▶ _What the exercise asks_: Reproduce the records below exactly, but only between the lines holding "use std::sync::Arc;" and "let start = bucket", inclusive.

▶ _Data extracts_:
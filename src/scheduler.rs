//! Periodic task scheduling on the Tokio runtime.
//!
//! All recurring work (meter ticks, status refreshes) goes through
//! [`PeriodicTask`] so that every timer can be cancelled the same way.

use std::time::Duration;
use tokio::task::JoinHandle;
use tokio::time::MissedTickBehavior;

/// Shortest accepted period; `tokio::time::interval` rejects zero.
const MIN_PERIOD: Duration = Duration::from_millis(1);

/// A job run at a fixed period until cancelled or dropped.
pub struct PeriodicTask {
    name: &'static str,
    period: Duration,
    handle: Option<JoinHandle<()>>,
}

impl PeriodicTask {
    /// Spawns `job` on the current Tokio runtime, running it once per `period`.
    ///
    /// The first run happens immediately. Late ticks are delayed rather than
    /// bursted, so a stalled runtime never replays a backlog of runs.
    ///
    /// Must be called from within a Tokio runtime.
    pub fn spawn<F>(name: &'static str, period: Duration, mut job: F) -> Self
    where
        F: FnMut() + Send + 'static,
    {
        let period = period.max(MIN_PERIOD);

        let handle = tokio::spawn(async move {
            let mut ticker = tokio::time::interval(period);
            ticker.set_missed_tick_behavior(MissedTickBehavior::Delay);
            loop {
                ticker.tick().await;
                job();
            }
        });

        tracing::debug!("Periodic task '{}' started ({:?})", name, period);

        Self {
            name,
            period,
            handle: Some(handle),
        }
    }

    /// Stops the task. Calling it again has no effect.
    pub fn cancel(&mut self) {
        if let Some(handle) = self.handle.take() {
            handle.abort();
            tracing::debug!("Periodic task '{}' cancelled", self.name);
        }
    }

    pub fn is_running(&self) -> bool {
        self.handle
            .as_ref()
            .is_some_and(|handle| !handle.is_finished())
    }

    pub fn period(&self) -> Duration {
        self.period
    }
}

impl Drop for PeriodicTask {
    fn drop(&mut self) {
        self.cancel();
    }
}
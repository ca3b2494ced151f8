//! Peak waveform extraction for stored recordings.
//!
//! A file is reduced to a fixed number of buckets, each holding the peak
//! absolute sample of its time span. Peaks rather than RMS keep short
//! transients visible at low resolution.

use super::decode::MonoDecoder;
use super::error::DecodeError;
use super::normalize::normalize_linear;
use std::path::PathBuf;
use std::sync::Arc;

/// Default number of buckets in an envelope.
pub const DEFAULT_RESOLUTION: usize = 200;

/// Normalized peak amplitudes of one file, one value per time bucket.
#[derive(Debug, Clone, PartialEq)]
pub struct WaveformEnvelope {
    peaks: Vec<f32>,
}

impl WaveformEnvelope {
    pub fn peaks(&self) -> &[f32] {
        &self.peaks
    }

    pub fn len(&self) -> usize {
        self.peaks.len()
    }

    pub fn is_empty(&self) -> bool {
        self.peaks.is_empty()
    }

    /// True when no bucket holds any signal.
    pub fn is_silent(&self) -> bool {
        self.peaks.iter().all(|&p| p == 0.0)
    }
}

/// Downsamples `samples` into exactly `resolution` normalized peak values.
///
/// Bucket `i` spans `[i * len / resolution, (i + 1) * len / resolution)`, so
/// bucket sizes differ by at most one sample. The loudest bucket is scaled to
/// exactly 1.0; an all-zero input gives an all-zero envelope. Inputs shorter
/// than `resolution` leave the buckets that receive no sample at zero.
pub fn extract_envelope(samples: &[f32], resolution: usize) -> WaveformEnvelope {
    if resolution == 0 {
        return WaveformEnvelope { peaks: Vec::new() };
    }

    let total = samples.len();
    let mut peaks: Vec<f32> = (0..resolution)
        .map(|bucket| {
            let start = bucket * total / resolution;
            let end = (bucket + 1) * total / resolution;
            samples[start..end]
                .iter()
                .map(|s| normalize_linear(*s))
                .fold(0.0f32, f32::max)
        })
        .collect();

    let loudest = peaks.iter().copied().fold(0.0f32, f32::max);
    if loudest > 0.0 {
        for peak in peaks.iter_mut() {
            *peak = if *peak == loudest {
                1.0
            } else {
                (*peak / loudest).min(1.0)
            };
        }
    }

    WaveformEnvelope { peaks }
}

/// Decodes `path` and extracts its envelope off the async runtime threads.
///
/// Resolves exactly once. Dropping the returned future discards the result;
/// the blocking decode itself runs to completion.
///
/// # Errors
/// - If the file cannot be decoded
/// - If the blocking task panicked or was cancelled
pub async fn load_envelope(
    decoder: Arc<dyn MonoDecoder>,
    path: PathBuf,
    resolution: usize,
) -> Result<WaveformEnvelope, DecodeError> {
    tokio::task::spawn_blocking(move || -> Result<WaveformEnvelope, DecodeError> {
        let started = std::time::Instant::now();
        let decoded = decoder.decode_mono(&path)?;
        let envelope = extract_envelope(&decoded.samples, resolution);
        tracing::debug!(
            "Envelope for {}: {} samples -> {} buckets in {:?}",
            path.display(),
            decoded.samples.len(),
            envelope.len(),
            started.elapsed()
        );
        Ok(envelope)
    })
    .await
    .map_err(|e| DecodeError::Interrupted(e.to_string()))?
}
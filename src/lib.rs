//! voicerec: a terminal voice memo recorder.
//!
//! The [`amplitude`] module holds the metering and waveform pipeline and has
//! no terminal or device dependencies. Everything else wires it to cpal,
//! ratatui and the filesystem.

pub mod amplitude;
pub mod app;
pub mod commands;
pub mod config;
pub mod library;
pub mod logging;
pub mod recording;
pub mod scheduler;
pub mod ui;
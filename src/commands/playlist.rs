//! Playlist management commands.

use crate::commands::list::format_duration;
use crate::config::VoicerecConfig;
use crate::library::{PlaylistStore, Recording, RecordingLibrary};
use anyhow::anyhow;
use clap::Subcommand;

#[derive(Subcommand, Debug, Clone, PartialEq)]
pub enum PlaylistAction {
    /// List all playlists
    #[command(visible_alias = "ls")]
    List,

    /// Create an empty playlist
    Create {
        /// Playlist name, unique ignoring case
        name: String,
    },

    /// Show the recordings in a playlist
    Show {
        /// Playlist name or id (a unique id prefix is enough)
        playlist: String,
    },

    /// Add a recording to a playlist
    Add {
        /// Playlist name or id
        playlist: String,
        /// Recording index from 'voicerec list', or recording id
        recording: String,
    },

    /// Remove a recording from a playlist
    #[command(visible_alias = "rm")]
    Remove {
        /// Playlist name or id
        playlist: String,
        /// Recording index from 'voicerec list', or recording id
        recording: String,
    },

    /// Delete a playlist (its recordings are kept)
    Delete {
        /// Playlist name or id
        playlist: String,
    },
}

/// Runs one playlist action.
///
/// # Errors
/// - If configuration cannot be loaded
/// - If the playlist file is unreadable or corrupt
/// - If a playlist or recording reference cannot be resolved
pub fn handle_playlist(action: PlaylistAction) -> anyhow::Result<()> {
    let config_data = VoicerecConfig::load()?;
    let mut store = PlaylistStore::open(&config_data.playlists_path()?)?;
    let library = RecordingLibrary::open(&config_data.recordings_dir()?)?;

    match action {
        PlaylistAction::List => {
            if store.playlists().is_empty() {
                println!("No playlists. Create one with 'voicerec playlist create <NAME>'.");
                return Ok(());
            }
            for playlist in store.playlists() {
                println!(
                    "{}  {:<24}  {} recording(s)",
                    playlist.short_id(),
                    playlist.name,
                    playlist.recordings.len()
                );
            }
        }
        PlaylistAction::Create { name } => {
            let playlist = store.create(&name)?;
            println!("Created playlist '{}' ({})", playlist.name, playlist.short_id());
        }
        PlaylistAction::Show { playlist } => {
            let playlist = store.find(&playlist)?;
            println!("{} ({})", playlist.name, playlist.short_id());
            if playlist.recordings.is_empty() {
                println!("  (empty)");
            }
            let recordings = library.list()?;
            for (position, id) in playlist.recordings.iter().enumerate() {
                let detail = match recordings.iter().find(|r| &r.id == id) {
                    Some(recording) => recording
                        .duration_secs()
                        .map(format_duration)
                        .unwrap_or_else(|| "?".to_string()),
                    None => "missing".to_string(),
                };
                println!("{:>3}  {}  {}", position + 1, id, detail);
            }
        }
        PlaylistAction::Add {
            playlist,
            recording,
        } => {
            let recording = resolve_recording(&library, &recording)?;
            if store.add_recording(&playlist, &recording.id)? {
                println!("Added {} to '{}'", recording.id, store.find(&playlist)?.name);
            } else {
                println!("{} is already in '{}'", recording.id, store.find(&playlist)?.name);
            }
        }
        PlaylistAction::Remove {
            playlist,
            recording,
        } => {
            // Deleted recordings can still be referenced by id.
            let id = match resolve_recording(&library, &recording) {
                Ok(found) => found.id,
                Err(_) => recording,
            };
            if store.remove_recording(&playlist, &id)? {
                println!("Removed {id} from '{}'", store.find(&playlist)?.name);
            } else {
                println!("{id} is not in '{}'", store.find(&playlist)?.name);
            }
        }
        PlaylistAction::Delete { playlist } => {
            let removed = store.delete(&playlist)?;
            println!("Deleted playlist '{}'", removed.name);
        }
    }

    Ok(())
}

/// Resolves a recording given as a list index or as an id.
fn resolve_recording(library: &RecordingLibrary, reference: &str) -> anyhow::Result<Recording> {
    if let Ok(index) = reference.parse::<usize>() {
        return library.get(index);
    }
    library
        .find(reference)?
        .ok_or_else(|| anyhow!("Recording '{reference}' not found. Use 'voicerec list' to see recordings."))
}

▶ _Reply to the exercise_:
use std::sync::Arc;

/// Default number of buckets in an envelope.
pub const DEFAULT_RESOLUTION: usize = 200;

/// Normalized peak amplitudes of one file, one value per time bucket.
#[derive(Debug, Clone, PartialEq)]
pub struct WaveformEnvelope {
    peaks: Vec<f32>,
}

impl WaveformEnvelope {
    pub fn peaks(&self) -> &[f32] {
        &self.peaks
    }

    pub fn len(&self) -> usize {
        self.peaks.len()
    }

    pub fn is_empty(&self) -> bool {
        self.peaks.is_empty()
    }

    /// True when no bucket holds any signal.
    pub fn is_silent(&self) -> bool {
        self.peaks.iter().all(|&p| p == 0.0)
    }
}

/// Downsamples `samples` into exactly `resolution` normalized peak values.
///
/// Bucket `i` spans `[i * len / resolution, (i + 1) * len / resolution)`, so
/// bucket sizes differ by at most one sample. The loudest bucket is scaled to
/// exactly 1.0; an all-zero input gives an all-zero envelope. Inputs shorter
/// than `resolution` leave the buckets that receive no sample at zero.
pub fn extract_envelope(samples: &[f32], resolution: usize) -> WaveformEnvelope {
    if resolution == 0 {
        return WaveformEnvelope { peaks: Vec::new() };
    }

    let total = samples.len();
    let mut peaks: Vec<f32> = (0..resolution)
        .map(|bucket| {
            let start = bucket * total / resolution;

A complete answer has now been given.